Yes, just leave off the AN, since I took away that argument.

So what you seem to be doing is to use phantom types like
AscendingNumeric to distinguish different orders for the same element
type. You associate an Ord instance not just to an element type, but a
pair of "order label" phantom type and element type. This allows you
to make sets of the same element type, but ordered differently.
"union" requires that the two sets have the same order label.

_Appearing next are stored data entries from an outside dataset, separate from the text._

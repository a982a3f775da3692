//! EIP-712 payload of a permission permit and signature splitting.

use crate::domain::{ChainId, Permission, PositionId};
use crate::error::EngineError;
use alloy::primitives::{Address, B256, U256};
use alloy::sol;
use alloy::sol_types::Eip712Domain;
use std::borrow::Cow;

/// Domain name used by every current deployment.
pub const DEFAULT_PERMIT_DOMAIN_NAME: &str = "Mean Finance - DCA Position";
pub const PERMIT_DOMAIN_VERSION: &str = "1";

sol! {
    #[derive(Debug, PartialEq, Eq)]
    struct PermissionSet {
        address operator;
        uint8[] permissions;
    }

    #[derive(Debug, PartialEq, Eq)]
    struct PermissionPermit {
        PermissionSet[] permissions;
        uint256 tokenId;
        uint256 nonce;
        uint256 deadline;
    }
}

/// Signing domain bound to the permission manager of one chain.
pub fn permit_domain(name: &str, chain_id: ChainId, permission_manager: Address) -> Eip712Domain {
    Eip712Domain::new(
        Some(Cow::Owned(name.to_string())),
        Some(Cow::Borrowed(PERMIT_DOMAIN_VERSION)),
        Some(U256::from(chain_id.as_u64())),
        Some(permission_manager),
        None,
    )
}

pub fn permit_message(
    operator: Address,
    permissions: &[Permission],
    token_id: PositionId,
    nonce: U256,
    deadline: U256,
) -> PermissionPermit {
    PermissionPermit {
        permissions: vec![PermissionSet {
            operator,
            permissions: permissions.iter().map(|p| p.as_u8()).collect(),
        }],
        tokenId: token_id.as_u256(),
        nonce,
        deadline,
    }
}

/// `(v, r, s)` form of a 65-byte signature, as the contracts take it.
#[derive(Debug, Clone, Copy, PartialEq, Eq)]
pub struct SplitSignature {
    pub v: u8,
    pub r: B256,
    pub s: B256,
}

/// Split a `0x`-prefixed hex signature. `v` is normalized to 27/28.
pub fn split_signature(signature: &str) -> Result<SplitSignature, EngineError> {
    let raw = hex::decode(signature.trim_start_matches("0x"))
        .map_err(|e| EngineError::Signing(format!("signature is not hex: {}", e)))?;
    if raw.len() != 65 {
        return Err(EngineError::Signing(format!(
            "signature must be 65 bytes, got {}",
            raw.len()
        )));
    }

    let v = raw[64];
    Ok(SplitSignature {
        v: if v < 27 { v + 27 } else { v },
        r: B256::from_slice(&raw[..32]),
        s: B256::from_slice(&raw[32..64]),
    })
}
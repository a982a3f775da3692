//! Backend API client that builds companion transactions.

use super::{BackendTxBuilder, BackendTxRequest, ContractCall, UnsignedTx};
use crate::datasource::http::post_json;
use crate::datasource::DataSourceError;
use crate::domain::{lowercase_address, parse_u256, PositionPermission};
use crate::permissions::PermissionGrant;
use alloy::primitives::{Address, Bytes};
use async_trait::async_trait;
use reqwest::Client;
use serde_json::{json, Value};
use tracing::debug;

#[derive(Debug, Clone)]
pub struct HttpBackendTxBuilder {
    client: Client,
    base_url: String,
}

impl HttpBackendTxBuilder {
    pub fn new(base_url: String) -> Self {
        Self {
            client: Client::new(),
            base_url,
        }
    }

    fn endpoint(&self, request: &BackendTxRequest) -> String {
        format!(
            "{}/v1/dca/networks/{}/actions/{}",
            self.base_url.trim_end_matches('/'),
            request.chain_id,
            request.call.action()
        )
    }
}

fn permissions_json(permissions: &[PositionPermission]) -> Value {
    Value::Array(
        permissions
            .iter()
            .map(|p| {
                json!({
                    "operator": lowercase_address(&p.operator),
                    "permissions": p.permissions.iter().map(|x| x.as_str()).collect::<Vec<_>>(),
                })
            })
            .collect(),
    )
}

fn permit_json(grant: &PermissionGrant) -> Value {
    json!({
        "tokenId": grant.token_id.to_string(),
        "permissions": [{
            "operator": lowercase_address(&grant.operator),
            "permissions": grant.permissions.iter().map(|p| p.as_str()).collect::<Vec<_>>(),
        }],
        "deadline": grant.deadline.to_string(),
        "v": grant.signature.v,
        "r": grant.signature.r.to_string(),
        "s": grant.signature.s.to_string(),
    })
}

fn call_json(call: &ContractCall) -> Value {
    match call {
        ContractCall::Deposit {
            from,
            to,
            amount,
            swaps,
            swap_interval,
            owner,
            permissions,
        } => json!({
            "from": lowercase_address(from),
            "to": lowercase_address(to),
            "amount": amount.to_string(),
            "amountOfSwaps": swaps,
            "swapInterval": swap_interval,
            "owner": lowercase_address(owner),
            "permissions": permissions_json(permissions),
        }),
        ContractCall::IncreasePosition {
            position_id,
            amount,
            new_swaps,
        } => json!({
            "positionId": position_id.to_string(),
            "amount": amount.to_string(),
            "amountOfSwaps": new_swaps,
        }),
        ContractCall::ReducePosition {
            position_id,
            amount,
            new_swaps,
            recipient,
        } => json!({
            "positionId": position_id.to_string(),
            "amount": amount.to_string(),
            "amountOfSwaps": new_swaps,
            "recipient": lowercase_address(recipient),
        }),
        ContractCall::Withdraw {
            position_id,
            recipient,
        }
        | ContractCall::Terminate {
            position_id,
            recipient,
        } => json!({
            "positionId": position_id.to_string(),
            "recipient": lowercase_address(recipient),
        }),
        ContractCall::TerminateMany {
            hub,
            position_ids,
            recipient,
        } => json!({
            "hub": lowercase_address(hub),
            "positionIds": position_ids.iter().map(|id| id.to_string()).collect::<Vec<_>>(),
            "recipient": lowercase_address(recipient),
        }),
        ContractCall::ModifyPermissionsMany {
            position_ids,
            permissions,
        } => json!({
            "positionIds": position_ids.iter().map(|id| id.to_string()).collect::<Vec<_>>(),
            "permissions": permissions_json(permissions),
        }),
    }
}

fn request_body(request: &BackendTxRequest) -> Value {
    json!({
        "companion": lowercase_address(&request.companion),
        "useNative": request.use_native,
        "call": call_json(&request.call),
        "permits": request.permits.iter().map(permit_json).collect::<Vec<_>>(),
    })
}

fn parse_response(
    body: &Value,
    request: &BackendTxRequest,
) -> Result<UnsignedTx, DataSourceError> {
    let tx = body
        .get("tx")
        .ok_or_else(|| DataSourceError::ParseError("Missing tx field".to_string()))?;
    let field = |name: &str| {
        tx.get(name)
            .and_then(|v| v.as_str())
            .ok_or_else(|| DataSourceError::ParseError(format!("Missing tx.{}", name)))
    };

    let to = field("to")?
        .parse::<Address>()
        .map_err(|e| DataSourceError::ParseError(format!("Invalid tx.to: {}", e)))?;
    let data = hex::decode(field("data")?.trim_start_matches("0x"))
        .map_err(|e| DataSourceError::ParseError(format!("Invalid tx.data: {}", e)))?;
    let value = match tx.get("value").and_then(|v| v.as_str()) {
        Some(v) => parse_u256(v).map_err(|e| DataSourceError::ParseError(e.to_string()))?,
        None => alloy::primitives::U256::ZERO,
    };

    Ok(UnsignedTx {
        chain_id: request.chain_id,
        to,
        data: Bytes::from(data),
        value,
    })
}

#[async_trait]
impl BackendTxBuilder for HttpBackendTxBuilder {
    async fn build(&self, request: &BackendTxRequest) -> Result<UnsignedTx, DataSourceError> {
        let url = self.endpoint(request);
        debug!(
            "Building {} via backend url={}, permits={}",
            request.call.action(),
            url,
            request.permits.len()
        );
        let body = post_json(&self.client, &url, &request_body(request)).await?;
        parse_response(&body, request)
    }
}

#[cfg(test)]
mod tests {
    use super::*;
    use crate::domain::{ChainId, PositionId};
    use alloy::primitives::U256;

    fn withdraw_request() -> BackendTxRequest {
        BackendTxRequest {
            chain_id: ChainId(137),
            companion: Address::repeat_byte(0xcc),
            call: ContractCall::Withdraw {
                position_id: PositionId::from(12u64),
                recipient: Address::repeat_byte(0x01),
            },
            use_native: true,
            permits: vec![],
        }
    }

    #[test]
    fn test_endpoint_includes_chain_and_action() {
        let builder = HttpBackendTxBuilder::new("https://api.example/".to_string());
        assert_eq!(
            builder.endpoint(&withdraw_request()),
            "https://api.example/v1/dca/networks/137/actions/withdraw"
        );
    }

    #[test]
    fn test_request_body_shape() {
        let body = request_body(&withdraw_request());
        assert_eq!(body["useNative"], true);
        assert_eq!(body["call"]["positionId"], "12");
        assert_eq!(body["permits"], json!([]));
    }

    #[test]
    fn test_parse_response() {
        let body = json!({
            "tx": {
                "to": "0x4242424242424242424242424242424242424242",
                "data": "0xabcd",
                "value": "1000"
            }
        });
        let tx = parse_response(&body, &withdraw_request()).unwrap();
        assert_eq!(tx.to, Address::repeat_byte(0x42));
        assert_eq!(tx.data, Bytes::from(vec![0xab, 0xcd]));
        assert_eq!(tx.value, U256::from(1000u64));
        assert_eq!(tx.chain_id, ChainId(137));
    }

    #[test]
    fn test_parse_response_missing_tx() {
        assert!(matches!(
            parse_response(&json!({}), &withdraw_request()),
            Err(DataSourceError::ParseError(_))
        ));
    }
}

Now here's the nitpicky problem: If you don't have coherent instances,
this _still_ might not work. Some idiot could make another "instance
Ord AN int", and union could receive sets ordered differently after
all. This is much less likely, since people who understand the setup
would know to define a new order label to make a new Ord instance, but
you still have no guarantee.

It seems better to me to skip right to dependent types, so the Set
types can depend directly on the order the set uses. No need for
typeclasses or phantom types here. To really get a guarantee, each Set
should come with a (erased) proof that the elements are stored in the
appropriate order. This actually enforces the invariant.